======== Source information

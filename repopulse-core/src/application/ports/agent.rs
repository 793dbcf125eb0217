// repopulse-core/src/application/ports/agent.rs

use crate::application::insights::{InsightSet, ReportContext};
use crate::error::RepoPulseError;
use async_trait::async_trait;

/// A language-model collaborator that turns the collected facts into
/// narrative insights. Implementations live in infrastructure; the
/// pipeline only ever sees this contract and treats every failure as
/// "report without insights".
#[async_trait]
pub trait InsightAgent: Send + Sync {
    async fn generate(&self, context: &ReportContext) -> Result<InsightSet, RepoPulseError>;
}
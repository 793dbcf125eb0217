// repopulse/src/commands/metrics.rs
//
// USE CASE: Collect raw + derived metrics and print them, without the
// rule evaluation or report rendering stages.

use comfy_table::Table;
use std::path::PathBuf;
use std::time::Duration;

use repopulse_core::domain::metrics::DerivedMetrics;
use repopulse_core::infrastructure::adapters::shell::ShellRunner;
use repopulse_core::infrastructure::collector::GitCollector;
use repopulse_core::infrastructure::config::load_report_config;

pub async fn execute(repo_dir: PathBuf, json: bool) -> anyhow::Result<()> {
    if !repo_dir.join(".git").exists() {
        anyhow::bail!(
            "❌ '{}' is not a Git repository\n👉 Point --repo-dir at a directory containing .git",
            repo_dir.display()
        );
    }

    let config = load_report_config(&repo_dir)?;
    let runner = ShellRunner::new();
    let collector = GitCollector::new(
        &runner,
        Duration::from_secs(config.collector.command_timeout_secs),
    );

    let raw = collector.collect(&repo_dir).await;
    let derived = DerivedMetrics::compute(&raw);

    if json {
        let payload = serde_json::json!({ "raw": raw, "derived": derived });
        println!("{}", serde_json::to_string_pretty(&payload)?);
        return Ok(());
    }

    println!("\n🧮 Collected Metrics");
    let mut table = Table::new();
    table.set_header(vec!["Metric", "Value"]);
    for (name, value) in raw.iter() {
        table.add_row(vec![name.clone(), value.to_string()]);
    }
    println!("{table}");

    println!("\n📐 Derived Metrics");
    let mut derived_table = Table::new();
    derived_table.set_header(vec!["Metric", "Value"]);
    derived_table.add_row(vec![
        "commits_per_author".to_string(),
        derived.lifetime.commits_per_author.to_string(),
    ]);
    derived_table.add_row(vec![
        "merge_commit_ratio".to_string(),
        derived.lifetime.merge_commit_ratio.to_string(),
    ]);
    derived_table.add_row(vec![
        "repo_age_days".to_string(),
        derived.lifetime.repo_age_days.to_string(),
    ]);
    derived_table.add_row(vec![
        "commit_velocity".to_string(),
        derived.recent.commit_velocity.to_string(),
    ]);
    derived_table.add_row(vec![
        "author_participation_rate".to_string(),
        derived.recent.author_participation_rate.to_string(),
    ]);
    derived_table.add_row(vec![
        "change_density".to_string(),
        derived.recent.change_density.to_string(),
    ]);
    println!("{derived_table}");

    if raw.has_errors() {
        println!("\n⚠️  Collection errors:");
        for error in raw.errors() {
            println!("   • {}", error);
        }
    }

    Ok(())
}
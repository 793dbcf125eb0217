// repopulse-core/src/domain/metrics/set.rs

use crate::domain::metrics::value::MetricValue;
use serde::{Deserialize, Serialize};
use std::collections::BTreeMap;

/// Field name conditions use to reference the collection error list.
pub const COLLECTION_ERRORS_FIELD: &str = "collection_errors";
/// Field name conditions use to reference the metric map itself.
pub const RAW_METRICS_FIELD: &str = "raw_metrics";

/// The collected + derived key/value facts about one repository snapshot.
///
/// Built once per report run by the collector (and extended with derived
/// metrics), then read-only for rule evaluation and rendering. A BTreeMap
/// keeps serialization order deterministic across runs.
#[derive(Debug, Clone, Default, Serialize, Deserialize)]
pub struct MetricSet {
    values: BTreeMap<String, MetricValue>,
    #[serde(default)]
    collection_errors: Vec<String>,
}

impl MetricSet {
    pub fn new() -> Self {
        Self::default()
    }

    pub fn insert(&mut self, name: impl Into<String>, value: impl Into<MetricValue>) {
        self.values.insert(name.into(), value.into());
    }

    pub fn record_error(&mut self, message: impl Into<String>) {
        self.collection_errors.push(message.into());
    }

    pub fn get(&self, name: &str) -> Option<&MetricValue> {
        self.values.get(name)
    }

    /// Numeric view of a field; None when the field is absent, missing or
    /// non-numeric. Rule conditions treat None as "not satisfied".
    pub fn numeric(&self, name: &str) -> Option<f64> {
        self.values.get(name).and_then(MetricValue::as_f64)
    }

    pub fn text(&self, name: &str) -> Option<&str> {
        self.values.get(name).and_then(MetricValue::as_str)
    }

    pub fn is_empty(&self) -> bool {
        self.values.is_empty()
    }

    pub fn len(&self) -> usize {
        self.values.len()
    }

    pub fn has_missing_values(&self) -> bool {
        self.values.values().any(MetricValue::is_missing)
    }

    pub fn has_errors(&self) -> bool {
        !self.collection_errors.is_empty()
    }

    pub fn errors(&self) -> &[String] {
        &self.collection_errors
    }

    pub fn iter(&self) -> impl Iterator<Item = (&String, &MetricValue)> {
        self.values.iter()
    }
}
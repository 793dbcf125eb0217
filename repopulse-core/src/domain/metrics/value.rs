// repopulse-core/src/domain/metrics/value.rs

use serde::{Deserialize, Serialize};
use std::fmt;

/// A single collected or derived metric value.
///
/// "Missing" is an explicit case (a command that failed, a field that was
/// never collected) rather than an implicit null, so every comparison in
/// the rule evaluator handles it exhaustively.
#[derive(Debug, Clone, PartialEq, Serialize, Deserialize)]
#[serde(untagged)]
pub enum MetricValue {
    Integer(i64),
    Float(f64),
    Text(String),
    // Untagged: serializes as null, deserializes from null.
    Missing,
}

impl MetricValue {
    /// Numeric view of the value. Text is never numeric, even if it would
    /// parse: the collector is responsible for typing counts at ingestion.
    pub fn as_f64(&self) -> Option<f64> {
        match self {
            Self::Integer(v) => Some(*v as f64),
            Self::Float(v) => Some(*v),
            Self::Text(_) | Self::Missing => None,
        }
    }

    pub fn as_str(&self) -> Option<&str> {
        match self {
            Self::Text(v) => Some(v),
            _ => None,
        }
    }

    pub fn is_missing(&self) -> bool {
        matches!(self, Self::Missing)
    }
}

impl fmt::Display for MetricValue {
    fn fmt(&self, f: &mut fmt::Formatter<'_>) -> fmt::Result {
        match self {
            Self::Integer(v) => write!(f, "{}", v),
            Self::Float(v) => write!(f, "{}", v),
            Self::Text(v) => write!(f, "{}", v),
            Self::Missing => write!(f, "n/a"),
        }
    }
}

impl From<i64> for MetricValue {
    fn from(v: i64) -> Self {
        Self::Integer(v)
    }
}

impl From<i32> for MetricValue {
    fn from(v: i32) -> Self {
        Self::Integer(v.into())
    }
}

impl From<f64> for MetricValue {
    fn from(v: f64) -> Self {
        Self::Float(v)
    }
}

impl From<&str> for MetricValue {
    fn from(v: &str) -> Self {
        Self::Text(v.to_string())
    }
}

impl From<String> for MetricValue {
    fn from(v: String) -> Self {
        Self::Text(v)
    }
}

================

▶ _What to produce_: Taking the line that contains "Self::Text(_) | Self::Missing" as the first, reproduce every line through the end of the entries exactly.

▶ _Answer area_:
            Self::Text(_) | Self::Missing => None,
        }
    }

    pub fn as_str(&self) -> Option<&str> {
        match self {
            Self::Text(v) => Some(v),
            _ => None,
        }
    }

    pub fn is_missing(&self) -> bool {
        matches!(self, Self::Missing)
    }
}

impl fmt::Display for MetricValue {
    fn fmt(&self, f: &mut fmt::Formatter<'_>) -> fmt::Result {
        match self {
            Self::Integer(v) => write!(f, "{}", v),
            Self::Float(v) => write!(f, "{}", v),
            Self::Text(v) => write!(f, "{}", v),
            Self::Missing => write!(f, "n/a"),
        }
    }
}

impl From<i64> for MetricValue {
    fn from(v: i64) -> Self {
        Self::Integer(v)
    }
}

impl From<i32> for MetricValue {
    fn from(v: i32) -> Self {
        Self::Integer(v.into())
    }
}

impl From<f64> for MetricValue {
    fn from(v: f64) -> Self {
        Self::Float(v)
    }
}

impl From<&str> for MetricValue {
    fn from(v: &str) -> Self {
        Self::Text(v.to_string())
    }
}

impl From<String> for MetricValue {
    fn from(v: String) -> Self {
        Self::Text(v)
    }
}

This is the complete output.